- [Work to complete]:
Go through the data below line by line and report how many lines contain "ErrorKind", giving only that figure.

..........

use bd_core::ErrorKind;

use std::panic::Location;
use std::path::PathBuf;

use error_location::ErrorLocation;
use thiserror::Error;

#[derive(Error, Debug)]
pub enum StorageError {
    #[error("Failed to create directory at {path}: {source} {location}")]
    DirCreation {
        path: PathBuf,
        #[source]
        source: std::io::Error,
        location: ErrorLocation,
    },

    #[error("Failed to read storage file at {path}: {source} {location}")]
    FileRead {
        path: PathBuf,
        #[source]
        source: std::io::Error,
        location: ErrorLocation,
    },

    #[error("Failed to write storage file at {path}: {source} {location}")]
    FileWrite {
        path: PathBuf,
        #[source]
        source: std::io::Error,
        location: ErrorLocation,
    },

    #[error("Atomic rename failed from {from} to {to}: {source} {location}")]
    AtomicRename {
        from: PathBuf,
        to: PathBuf,
        #[source]
        source: std::io::Error,
        location: ErrorLocation,
    },

    #[error("Failed to backup corrupted file: {source} {location}")]
    BackupFailed {
        #[source]
        source: std::io::Error,
        location: ErrorLocation,
    },

    #[error("Failed to serialize stored value: {source} {location}")]
    Serialization {
        #[source]
        source: serde_json::Error,
        location: ErrorLocation,
    },
}

impl StorageError {
    /// Whether this error is recoverable via retry.
    pub fn is_transient(&self) -> bool {
        matches!(
            self,
            Self::FileRead { .. } | Self::FileWrite { .. } | Self::AtomicRename { .. }
        )
    }

    pub fn kind(&self) -> ErrorKind {
        ErrorKind::TransientFetchFailure
    }

    pub fn display_message(&self) -> String {
        match self {
            Self::DirCreation { .. } | Self::FileWrite { .. } | Self::AtomicRename { .. } => {
                "Unable to save session. Check disk space and file permissions.".to_string()
            }
            Self::FileRead { .. } => "Unable to read saved session.".to_string(),
            Self::BackupFailed { .. } => "Unable to back up corrupted session file.".to_string(),
            Self::Serialization { .. } => "Unable to encode session data.".to_string(),
        }
    }

    /// Creates DirCreation error at caller location.
    #[track_caller]
    pub fn dir_creation(path: PathBuf, source: std::io::Error) -> Self {
        Self::DirCreation {
            path,
            source,
            location: ErrorLocation::from(Location::caller()),
        }
    }

    /// Creates FileRead error at caller location.
    #[track_caller]
    pub fn file_read(path: PathBuf, source: std::io::Error) -> Self {
        Self::FileRead {
            path,
            source,
            location: ErrorLocation::from(Location::caller()),
        }
    }

    /// Creates FileWrite error at caller location.
    #[track_caller]
    pub fn file_write(path: PathBuf, source: std::io::Error) -> Self {
        Self::FileWrite {
            path,
            source,
            location: ErrorLocation::from(Location::caller()),
        }
    }

    /// Creates AtomicRename error at caller location.
    #[track_caller]
    pub fn atomic_rename(from: PathBuf, to: PathBuf, source: std::io::Error) -> Self {
        Self::AtomicRename {
            from,
            to,
            source,
            location: ErrorLocation::from(Location::caller()),
        }
    }

    /// Creates BackupFailed error at caller location.
    #[track_caller]
    pub fn backup_failed(source: std::io::Error) -> Self {
        Self::BackupFailed {
            source,
            location: ErrorLocation::from(Location::caller()),
        }
    }
}

impl From<serde_json::Error> for StorageError {
    #[track_caller]
    fn from(source: serde_json::Error) -> Self {
        Self::Serialization {
            source,
            location: ErrorLocation::from(Location::caller()),
        }
    }
}

pub type StorageResult<T> = std::result::Result<T, StorageError>;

..........

- [Result of the exercise]:
3